§ **What the task requires**: Looking at the material below, count the lines that contain "find" and answer with the count only.

++++++++++

#[cfg(test)]
mod tests {
    use super::*;
    use crate::{Level, Scale, Tissue};

    fn input(
        category: ExerciseCategory,
        intensity: &str,
        reps: &str,
        volume: &str,
        frequency: &str,
        effort: &str,
    ) -> EvaluationInput {
        EvaluationInput::from_labels(category, intensity, reps, volume, frequency, effort)
    }

    fn levels(category: ExerciseCategory, i: u8, r: u8, v: u8, f: u8, e: u8) -> EvaluationInput {
        EvaluationInput {
            category,
            intensity: Level::new(i),
            reps: Level::new(r),
            volume: Level::new(v),
            frequency: Level::new(f),
            effort: Level::new(e),
        }
    }

    /// Every combination of levels (including the sentinel) for a category
    fn all_inputs(category: ExerciseCategory) -> Vec<EvaluationInput> {
        let mut out = Vec::new();
        for i in 0..=5 {
            for r in 0..=4 {
                for v in 0..=5 {
                    for f in 0..=5 {
                        for e in 0..=4 {
                            out.push(levels(category, i, r, v, f, e));
                        }
                    }
                }
            }
        }
        out
    }

    #[test]
    fn test_scenario_heavy_standing_strength() {
        crate::logging::init_test();

        let result = evaluate(&input(
            ExerciseCategory::ResistanceStanding,
            "High (80-95% 1RM / RPE 8-9)",
            "Low (1-5 reps)",
            "Moderate (20-45 min / 6-12 sets)",
            "Moderate (3-4x / week)",
            "To Failure",
        ));

        assert_eq!(result.muscle.effect, TissueEffect::Increase);
        assert!(result.muscle.explanation.contains("maximal strength"));
        assert_eq!(result.tendon.effect, TissueEffect::Increase);
        assert!(result
            .tendon
            .explanation
            .contains("High intensity resistance training increases stiffness/CSA."));
        assert_eq!(result.bone.effect, TissueEffect::Increase);
        assert!(result
            .bone
            .explanation
            .contains("Moderate-to-high load resistance training"));
    }

    #[test]
    fn test_scenario_sedentary() {
        let result = evaluate(&input(
            ExerciseCategory::Sedentary,
            "VeryHigh",
            "Moderate",
            "VeryHigh",
            "VeryHigh",
            "ToFailure",
        ));

        for (_, response) in result.iter() {
            assert_eq!(response.effect, TissueEffect::Decrease);
        }
        assert_eq!(
            result.muscle.explanation,
            "Disuse leads to muscle atrophy, especially Type II fibers."
        );
    }

    #[test]
    fn test_sedentary_ignores_every_level() {
        for input in all_inputs(ExerciseCategory::Sedentary) {
            let result = evaluate(&input);
            assert!(result
                .iter()
                .all(|(_, r)| r.effect == TissueEffect::Decrease));
        }
    }

    #[test]
    fn test_scenario_minimal_cycling() {
        let result = evaluate(&input(
            ExerciseCategory::CyclingSwimming,
            "Moderate",
            "N/A",
            "VeryLow",
            "Infrequent",
            "N/A",
        ));

        assert_eq!(result.muscle.effect, TissueEffect::Decrease);
        assert!(result.muscle.explanation.contains("may not be enough stimulus"));
        assert_eq!(result.tendon.effect, TissueEffect::Decrease);
        assert_eq!(result.bone.effect, TissueEffect::Decrease);
    }

    #[test]
    fn test_scenario_high_volume_jumping() {
        let result = evaluate(&input(
            ExerciseCategory::Jumping,
            "High",
            "",
            "VeryHigh",
            "VeryHigh",
            "",
        ));

        assert_eq!(result.tendon.effect, TissueEffect::PotentialRisk);
        assert!(result
            .tendon
            .explanation
            .contains("High impact loading provides strong stimulus"));
        assert!(result.tendon.explanation.ends_with("tendinopathy risk."));

        assert_eq!(result.bone.effect, TissueEffect::Increase);
        assert!(result.bone.explanation.contains("highly osteogenic"));
        assert!(result.bone.explanation.ends_with("stress fracture risk if not managed."));

        assert_eq!(result.muscle.effect, TissueEffect::Increase);
    }

    #[test]
    fn test_failure_training_message() {
        // Light load to failure, moderate reps: (a) fails on intensity, (b) matches
        let result = evaluate(&levels(ExerciseCategory::ResistanceSeated, 2, 2, 3, 3, 4));
        assert_eq!(result.muscle.effect, TissueEffect::Increase);
        assert!(result.muscle.explanation.contains("Training to failure"));
    }

    #[test]
    fn test_hypertrophy_message() {
        let result = evaluate(&levels(ExerciseCategory::ResistanceStanding, 3, 2, 3, 3, 3));
        assert_eq!(result.muscle.effect, TissueEffect::Increase);
        assert!(result
            .muscle
            .explanation
            .contains("Moderate load/reps with high effort"));
    }

    #[test]
    fn test_generic_resistance_message() {
        // High reps, high effort: none of the specific sub-conditions apply
        let result = evaluate(&levels(ExerciseCategory::ResistanceStanding, 3, 3, 3, 3, 3));
        assert_eq!(result.muscle.effect, TissueEffect::Increase);
        assert_eq!(
            result.muscle.explanation,
            "Resistance training stimulates muscle. \
             Sufficient intensity, volume, frequency and effort drive adaptation."
        );
    }

    #[test]
    fn test_low_effort_resistance_maintains() {
        let result = evaluate(&levels(ExerciseCategory::ResistanceStanding, 3, 2, 3, 3, 1));
        assert_eq!(result.muscle.effect, TissueEffect::Maintain);
        assert!(result.muscle.explanation.contains("may only maintain"));
    }

    #[test]
    fn test_moderate_effort_without_caveat() {
        // Increase fails on effort, but nothing is at the floor
        let result = evaluate(&levels(ExerciseCategory::ResistanceStanding, 3, 2, 3, 3, 2));
        assert_eq!(result.muscle.effect, TissueEffect::Maintain);
        assert_eq!(result.muscle.explanation, "Resistance training stimulates muscle.");
    }

    #[test]
    fn test_overtraining_overrides_increase() {
        let result = evaluate(&levels(ExerciseCategory::ResistanceStanding, 4, 1, 5, 5, 4));
        assert_eq!(result.muscle.effect, TissueEffect::PotentialRisk);
        let exp = &result.muscle.explanation;
        let strength = exp.find("maximal strength").unwrap();
        let risk = exp.find("overtraining risk").unwrap();
        assert!(strength < risk);
    }

    #[test]
    fn test_overtraining_applies_without_increase() {
        // Low effort blocks the increase; the override still fires
        let result = evaluate(&levels(ExerciseCategory::ResistanceSeated, 5, 3, 5, 5, 1));
        assert_eq!(result.muscle.effect, TissueEffect::PotentialRisk);
        assert!(result.muscle.explanation.contains("may only maintain"));
    }

    #[test]
    fn test_reps_and_effort_ignored_for_cardio() {
        let with = evaluate(&levels(ExerciseCategory::Running, 3, 4, 3, 3, 4));
        let without = evaluate(&levels(ExerciseCategory::Running, 3, 0, 3, 3, 0));
        assert_eq!(with, without);
    }

    #[test]
    fn test_impact_muscle_thresholds() {
        let steady = evaluate(&levels(ExerciseCategory::Walking, 2, 0, 3, 3, 0));
        assert_eq!(steady.muscle.effect, TissueEffect::Maintain);
        assert!(steady.muscle.explanation.contains("Consistent activity"));

        let big = evaluate(&levels(ExerciseCategory::Walking, 2, 0, 4, 4, 0));
        assert_eq!(big.muscle.effect, TissueEffect::Increase);

        let uneven = evaluate(&levels(ExerciseCategory::Running, 2, 0, 5, 3, 0));
        assert_eq!(uneven.muscle.effect, TissueEffect::Maintain);
    }

    #[test]
    fn test_cardio_muscle_needs_both_floors() {
        let result = evaluate(&levels(ExerciseCategory::CyclingSwimming, 3, 0, 1, 2, 0));
        assert_eq!(result.muscle.effect, TissueEffect::Maintain);
    }

    #[test]
    fn test_tendon_low_volume_caveat() {
        let result = evaluate(&levels(ExerciseCategory::Running, 3, 0, 1, 3, 0));
        assert_eq!(result.tendon.effect, TissueEffect::Maintain);
        assert!(result.tendon.explanation.contains("limits adaptation stimulus"));
    }

    #[test]
    fn test_tendon_moderate_impact_message() {
        let result = evaluate(&levels(ExerciseCategory::Running, 3, 0, 3, 3, 0));
        assert_eq!(result.tendon.effect, TissueEffect::Increase);
        assert!(result.tendon.explanation.contains("Consistent moderate impact"));

        let short = evaluate(&levels(ExerciseCategory::Running, 3, 0, 2, 3, 0));
        assert_eq!(short.tendon.effect, TissueEffect::Increase);
        assert!(short.tendon.explanation.contains("Sufficient load, volume, and frequency"));
    }

    #[test]
    fn test_tendon_risk_with_heavy_load() {
        let result = evaluate(&levels(ExerciseCategory::ResistanceSeated, 4, 2, 2, 5, 3));
        assert_eq!(result.tendon.effect, TissueEffect::PotentialRisk);

        // Moderate load at high volume is not a tendon risk
        let moderate = evaluate(&levels(ExerciseCategory::ResistanceSeated, 3, 2, 5, 5, 3));
        assert_eq!(moderate.tendon.effect, TissueEffect::Increase);
    }

    #[test]
    fn test_walking_tendon_always_maintains() {
        for input in all_inputs(ExerciseCategory::Walking) {
            let result = evaluate(&input);
            assert_eq!(result.tendon.effect, TissueEffect::Maintain);
        }

        let regular = evaluate(&levels(ExerciseCategory::Walking, 2, 0, 3, 3, 0));
        assert!(regular.tendon.explanation.contains("Regular low impact loading"));
        let rare = evaluate(&levels(ExerciseCategory::Walking, 2, 0, 3, 2, 0));
        assert!(rare.tendon.explanation.contains("Infrequent low impact"));
    }

    #[test]
    fn test_non_weightbearing_bone_decreases() {
        for category in [ExerciseCategory::ResistanceSeated, ExerciseCategory::CyclingSwimming] {
            for input in all_inputs(category) {
                assert_eq!(evaluate(&input).bone.effect, TissueEffect::Decrease);
            }
        }
    }

    #[test]
    fn test_bone_walking_maintenance() {
        let result = evaluate(&levels(ExerciseCategory::Walking, 2, 0, 4, 3, 0));
        assert_eq!(result.bone.effect, TissueEffect::Maintain);
        assert!(result.bone.explanation.contains("helps maintain bone density"));

        let rare = evaluate(&levels(ExerciseCategory::Walking, 2, 0, 4, 2, 0));
        assert!(rare.bone.explanation.contains("minimal osteogenic stimulus"));
    }

    #[test]
    fn test_bone_running_needs_volume() {
        let result = evaluate(&levels(ExerciseCategory::Running, 2, 0, 3, 3, 0));
        assert_eq!(result.bone.effect, TissueEffect::Increase);
        assert!(result.bone.explanation.contains("Consistent moderate impact (running)"));

        let short = evaluate(&levels(ExerciseCategory::Running, 2, 0, 2, 3, 0));
        assert_eq!(short.bone.effect, TissueEffect::Maintain);
        // Neither low-stimulus floor applies here
        assert_eq!(
            short.bone.explanation,
            "Bone requires dynamic, weightbearing load. \
             Weightbearing exercise provides loading stimulus."
        );
    }

    #[test]
    fn test_bone_stress_fracture_caveat_keeps_effect() {
        // Jumping twice a week: no increase, but very high volume adds the caveat
        let result = evaluate(&levels(ExerciseCategory::Jumping, 3, 0, 5, 2, 0));
        assert_eq!(result.bone.effect, TissueEffect::Maintain);
        assert!(result.bone.explanation.contains("minimal osteogenic stimulus"));
        assert!(result.bone.explanation.contains("stress fracture risk"));
    }

    #[test]
    fn test_cap_infrequent_only_touches_increase() {
        let response = |effect| TissueResponse {
            effect,
            explanation: "unchanged".into(),
        };
        let capped = cap_infrequent(EvaluationResult {
            muscle: response(TissueEffect::Increase),
            tendon: response(TissueEffect::PotentialRisk),
            bone: response(TissueEffect::Decrease),
        });

        assert_eq!(capped.muscle.effect, TissueEffect::Maintain);
        assert_eq!(capped.muscle.explanation, "unchanged");
        assert_eq!(capped.tendon.effect, TissueEffect::PotentialRisk);
        assert_eq!(capped.bone.effect, TissueEffect::Decrease);
    }

    #[test]
    fn test_infrequent_jumping_keeps_tendon_risk() {
        let result = evaluate(&levels(ExerciseCategory::Jumping, 5, 0, 5, 1, 0));
        assert_eq!(result.tendon.effect, TissueEffect::PotentialRisk);
        assert_eq!(result.bone.effect, TissueEffect::Maintain);
    }

    #[test]
    fn test_infrequent_never_increases() {
        for category in ExerciseCategory::ALL {
            for input in all_inputs(category) {
                if input.frequency != Level::new(1) {
                    continue;
                }
                let result = evaluate(&input);
                assert!(
                    result.iter().all(|(_, r)| r.effect != TissueEffect::Increase),
                    "{:?} produced an increase",
                    input
                );
            }
        }
    }

    #[test]
    fn test_every_result_is_complete_and_deterministic() {
        for category in ExerciseCategory::ALL {
            for input in all_inputs(category) {
                let first = evaluate(&input);
                let second = evaluate(&input);
                assert_eq!(first, second);

                let tissues: Vec<_> = first.iter().map(|(t, _)| t).collect();
                assert_eq!(tissues, Tissue::ALL.to_vec());
                assert!(first.iter().all(|(_, r)| !r.explanation.is_empty()));
            }
        }
    }

    #[test]
    fn test_unspecified_levels_lean_to_maintenance() {
        let result = evaluate(&EvaluationInput::from_labels(
            ExerciseCategory::ResistanceStanding,
            "???",
            "???",
            "???",
            "???",
            "???",
        ));
        assert_eq!(Scale::Intensity.level_of("???"), Level::UNSPECIFIED);
        assert_eq!(result.muscle.effect, TissueEffect::Maintain);
        assert_eq!(result.tendon.effect, TissueEffect::Maintain);
        assert_eq!(result.bone.effect, TissueEffect::Maintain);
    }
}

++++++++++

§ **Your response**: 2